What's that, you say? Irin Carmon does a great job in Salon in laying out the bounds of propriety for when it's appropriate to talk about a woman's looks as a general matter. But I've long felt we lack a solid theoretical underpinning for easily discussing these issues, and why precisely it is that admiring and complimenting women for the beauty they work so hard to maintain--and let's be clear, nobody looks like Harris at her age (48) without effort and without herself valuing beauty and fitness, which are achievements as much or more than naturally occurring properties--can sometimes be inappropriate.

It seems to me--and I touched on this a bit a 2009 Slate piece--that a simple distinction between the two worlds in which women today operate can help us think about this: They are the system of beauty, and the system of power.

The system of beauty is what preceded women's entry into the paid workforce in a bid to achieve economic equality and professional fulfillment. It operates everywhere in the world, according to regionally variable standards, but goes a little something like this: Women are a natural resource, a form of wealth that men can acquire. Beauty and, to a lesser extent, fertility, are the coinage in this system of value. In contemporary America, women can choose the extent to which they wish to engage with this system of power, but there's no question that it remains extant, and that in many ways the most economically successful women are those who use it best to their advantage--actresses, models, musicians, and the like. Beauty is a system of power, deeply rooted, preceding all others, richly rewarded. We pay homage to it, still, and young women as they face the world can make a choice to live a life--even a career--within it, just as they can choose to go to law or medical school or contend in any other way for standing and earning capacity in the world.

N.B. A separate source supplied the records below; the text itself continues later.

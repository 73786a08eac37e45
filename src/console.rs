//! Terminal front end: prompts, pauses and the game loop.

use core::fmt::Display;
use std::io::{BufRead, Write};

use crate::deck::CardSource;
use crate::error::{ChoiceError, ConsoleError};
use crate::game::Session;
use crate::input::{LineSource, parse_bounded, resolve};
use crate::options::{GameMode, GameOptions};
use crate::result::{GameResult, Step};

/// Banner printed when the game starts.
pub const WELCOME: &str = "Welcome to the Simplified Card Game!";
/// Mode selection prompt.
pub const MODE_PROMPT: &str = "Choose game mode (1: best-of-3, 2: sum of cards): ";
/// Pause before every draw.
pub const DRAW_PROMPT: &str = "Press ENTER to draw cards.";
/// Pause between sum-of-cards rounds.
pub const NEXT_ROUND_PROMPT: &str = "Press ENTER to continue to the next round.";

/// Line-oriented console over any reader and writer.
///
/// The binary wraps stdin and stdout; tests feed a `Cursor` and collect the
/// output in a `Vec<u8>`.
#[derive(Debug)]
pub struct Console<R, W> {
    input: R,
    output: W,
}

impl<R, W> Console<R, W>
where
    R: BufRead,
    W: Write,
{
    /// Creates a console reading from `input` and writing to `output`.
    pub const fn new(input: R, output: W) -> Self {
        Self { input, output }
    }

    /// Splits the console back into its reader and writer.
    pub fn into_parts(self) -> (R, W) {
        (self.input, self.output)
    }

    /// Prints one line.
    ///
    /// # Errors
    ///
    /// Returns an error if writing fails.
    pub fn say(&mut self, message: impl Display) -> Result<(), ConsoleError> {
        writeln!(self.output, "{message}")?;
        Ok(())
    }

    /// Prints `message` and waits for a line, which is thrown away.
    ///
    /// # Errors
    ///
    /// Returns [`ConsoleError::Closed`] at end of input.
    pub fn pause(&mut self, message: &str) -> Result<(), ConsoleError> {
        self.read_line(message)?.map(drop).ok_or(ConsoleError::Closed)
    }

    /// Asks until the player types an integer within `min..=max`.
    ///
    /// Every rejected line is answered with an error line and the prompt is
    /// shown again. There is no retry limit.
    ///
    /// # Errors
    ///
    /// Returns [`ConsoleError::Closed`] if input ends before a valid line.
    pub fn prompt_bounded_int(
        &mut self,
        message: &str,
        min: i64,
        max: i64,
    ) -> Result<i64, ConsoleError> {
        self.prompt_with(message, |line| parse_bounded(line, min, max))
    }

    /// Asks which mode to play.
    ///
    /// # Errors
    ///
    /// Returns [`ConsoleError::Closed`] if input ends before a valid choice.
    pub fn choose_mode(&mut self) -> Result<GameMode, ConsoleError> {
        self.prompt_with(MODE_PROMPT, str::parse::<GameMode>)
    }

    fn prompt_with<T, F>(&mut self, message: &str, parse: F) -> Result<T, ConsoleError>
    where
        F: Fn(&str) -> Result<T, ChoiceError>,
    {
        let mut prompt = Prompt {
            console: self,
            message,
        };
        resolve(&mut prompt, parse)?
            .map(|resolved| resolved.value)
            .ok_or(ConsoleError::Closed)
    }

    /// Prints `message` and reads one line, `None` at end of input.
    ///
    /// Bytes that are not UTF-8 are replaced rather than failing the read,
    /// so a garbled line is rejected like any other bad choice.
    fn read_line(&mut self, message: &str) -> Result<Option<String>, ConsoleError> {
        write!(self.output, "{message}")?;
        self.output.flush()?;

        let mut bytes = Vec::new();
        if self.input.read_until(b'\n', &mut bytes)? == 0 {
            return Ok(None);
        }
        Ok(Some(String::from_utf8_lossy(&bytes).into_owned()))
    }
}

/// The console asking one question over and over.
struct Prompt<'a, R, W> {
    console: &'a mut Console<R, W>,
    message: &'a str,
}

impl<R, W> LineSource for Prompt<'_, R, W>
where
    R: BufRead,
    W: Write,
{
    type Line = String;
    type Error = ConsoleError;

    fn next_line(&mut self) -> Result<Option<String>, ConsoleError> {
        self.console.read_line(self.message)
    }

    fn rejected(&mut self, err: ChoiceError) -> Result<(), ConsoleError> {
        self.console.say(err)
    }
}

/// Plays one full game on the console and returns its result.
///
/// The mode comes from `options` when set, otherwise the player is asked.
///
/// # Errors
///
/// Returns [`ConsoleError::Closed`] if input ends mid-game, or an I/O error
/// from the underlying streams.
pub fn run<R, W, S>(
    console: &mut Console<R, W>,
    options: &GameOptions,
    source: &mut S,
) -> Result<GameResult, ConsoleError>
where
    R: BufRead,
    W: Write,
    S: CardSource + ?Sized,
{
    console.say(WELCOME)?;

    let mode = match options.mode {
        Some(mode) => mode,
        None => console.choose_mode()?,
    };
    log::info!("starting {mode:?}");
    console.say(format_args!("\n{mode}"))?;

    let mut session = Session::new(mode);
    while !session.is_finished() {
        let position = session.position();
        match mode {
            GameMode::BestOfThree => {
                console.say(format_args!("\nMini-round {}", position.mini_round))?;
            }
            GameMode::SumOfCards if position.mini_round == 1 => {
                console.say(format_args!("\nRound {}", position.round))?;
            }
            GameMode::SumOfCards => {}
        }

        if options.pause {
            console.pause(DRAW_PROMPT)?;
        }

        let (next, step) = session.step(source)?;
        console.say(step)?;
        session = next;

        let round_closed = matches!(step, Step::Sum(sum) if sum.round_result.is_some());
        if options.pause && round_closed && !session.is_finished() {
            console.pause(NEXT_ROUND_PROMPT)?;
        }
    }

    let result = session.result()?;
    console.say(format_args!("\n{result}"))?;
    console.say("\nThank you for playing!")?;
    console.say("Done.")?;

    Ok(result)
}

That is, they can enter the system of power. Power as the acquisition of status, capital, position, knowledge, property. And for a reason other than the exploitation of the resource of the physical self. The fight of feminism was the fight of women for entry into the system of power from the system of beauty. The fight in the workplace for women very often is to create a space for themselves within the system of power while continuing to operate within the system of beauty in their private lives. And the struggle of feminism has often been to acknowledge that the system of beauty is irrevocable and cannot be expunged by protest or discourse or time. To be an educated professional woman in contemporary America is to know that you operate--and often, must operate--within both systems. It's why beautiful and extremely capable women are often valued above their less glamorous or less fit peers--they are triumphs in two systems of value, double-threats.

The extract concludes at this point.